Problem to solve:
Below are entries. Copy exactly the lines running from the line that holds "a single step." to the line that holds "pub enum ParseArtifactRefError", with both ends included.

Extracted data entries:

•••••

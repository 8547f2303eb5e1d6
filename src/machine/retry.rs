// ABOUTME: Bounded exponential backoff policy for retryable step failures.
// ABOUTME: The engine applies this; step handlers never retry themselves.

use std::time::Duration;

/// Retry budget for a single step.
///
/// `max_attempts` counts the first attempt, so `max_attempts: 1` means no
/// retries at all.
#[derive(Debug, Clone, Copy, PartialEq, Eq)]
pub struct RetryPolicy {
    pub max_attempts: u32,
    pub base_delay: Duration,
    pub max_delay: Duration,
}

impl RetryPolicy {
    /// A policy that never retries.
    pub const fn none() -> Self {
        Self {
            max_attempts: 1,
            base_delay: Duration::ZERO,
            max_delay: Duration::ZERO,
        }
    }

    /// Backoff before re-running after the given 1-based failed attempt:
    /// `base_delay * 2^(attempt-1)`, capped at `max_delay`.
    pub fn delay(&self, attempt: u32) -> Duration {
        let exp = attempt.saturating_sub(1).min(16);
        self.base_delay
            .saturating_mul(1u32 << exp)
            .min(self.max_delay)
    }
}

impl Default for RetryPolicy {
    fn default() -> Self {
        Self {
            max_attempts: 3,
            base_delay: Duration::from_millis(250),
            max_delay: Duration::from_secs(5),
        }
    }
}
// ABOUTME: Artifact reference parsing and validation.
// ABOUTME: Handles formats like app-image, app-image:1.4.2, ami-0abc1234.

use serde::{Deserialize, Deserializer, Serialize, Serializer};
use std::fmt;
use thiserror::Error;

#[derive(Debug, Error, PartialEq, Eq)]
pub enum ParseArtifactRefError {
    #[error("artifact reference cannot be empty")]
    Empty,

    #[error("invalid character in artifact reference: {0}")]
    InvalidChar(char),

    #[error("artifact version cannot be empty")]
    EmptyVersion,
}

/// A reference to the machine image or bundle a fleet launches from.
///
/// `name[:version]`: the version is optional and carried verbatim; fleet
/// backends that encode the version in the name (AMI-style IDs) just use the
/// name part.
#[derive(Debug, Clone, PartialEq, Eq)]
pub struct ArtifactRef {
    name: String,
    version: Option<String>,
}

impl ArtifactRef {
    pub fn parse(input: &str) -> Result<Self, ParseArtifactRefError> {
        let input = input.trim();
        if input.is_empty() {
            return Err(ParseArtifactRefError::Empty);
        }

        for c in input.chars() {
            if !c.is_ascii_alphanumeric() && c != '/' && c != ':' && c != '.' && c != '-' && c != '_'
            {
                return Err(ParseArtifactRefError::InvalidChar(c));
            }
        }

        match input.split_once(':') {
            Some((_, "")) => Err(ParseArtifactRefError::EmptyVersion),
            Some((name, version)) => Ok(Self {
                name: name.to_string(),
                version: Some(version.to_string()),
            }),
            None => Ok(Self {
                name: input.to_string(),
                version: None,
            }),
        }
    }

    pub fn name(&self) -> &str {
        &self.name
    }

    pub fn version(&self) -> Option<&str> {
        self.version.as_deref()
    }
}

impl fmt::Display for ArtifactRef {
    fn fmt(&self, f: &mut fmt::Formatter<'_>) -> fmt::Result {
        write!(f, "{}", self.name)?;
        if let Some(ref version) = self.version {
            write!(f, ":{}", version)?;
        }
        Ok(())
    }
}

impl Serialize for ArtifactRef {
    fn serialize<S: Serializer>(&self, serializer: S) -> Result<S::Ok, S::Error> {
        self.to_string().serialize(serializer)
    }
}

impl<'de> Deserialize<'de> for ArtifactRef {
    fn deserialize<D: Deserializer<'de>>(deserializer: D) -> Result<Self, D::Error> {
        let value = String::deserialize(deserializer)?;
        Self::parse(&value).map_err(serde::de::Error::custom)
    }
}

•••••

Written reply:
/// Retry budget for a single step.
///
/// `max_attempts` counts the first attempt, so `max_attempts: 1` means no
/// retries at all.
#[derive(Debug, Clone, Copy, PartialEq, Eq)]
pub struct RetryPolicy {
    pub max_attempts: u32,
    pub base_delay: Duration,
    pub max_delay: Duration,
}

impl RetryPolicy {
    /// A policy that never retries.
    pub const fn none() -> Self {
        Self {
            max_attempts: 1,
            base_delay: Duration::ZERO,
            max_delay: Duration::ZERO,
        }
    }

    /// Backoff before re-running after the given 1-based failed attempt:
    /// `base_delay * 2^(attempt-1)`, capped at `max_delay`.
    pub fn delay(&self, attempt: u32) -> Duration {
        let exp = attempt.saturating_sub(1).min(16);
        self.base_delay
            .saturating_mul(1u32 << exp)
            .min(self.max_delay)
    }
}

impl Default for RetryPolicy {
    fn default() -> Self {
        Self {
            max_attempts: 3,
            base_delay: Duration::from_millis(250),
            max_delay: Duration::from_secs(5),
        }
    }
}
// ABOUTME: Artifact reference parsing and validation.
// ABOUTME: Handles formats like app-image, app-image:1.4.2, ami-0abc1234.

use serde::{Deserialize, Deserializer, Serialize, Serializer};
use std::fmt;
use thiserror::Error;

#[derive(Debug, Error, PartialEq, Eq)]
pub enum ParseArtifactRefError {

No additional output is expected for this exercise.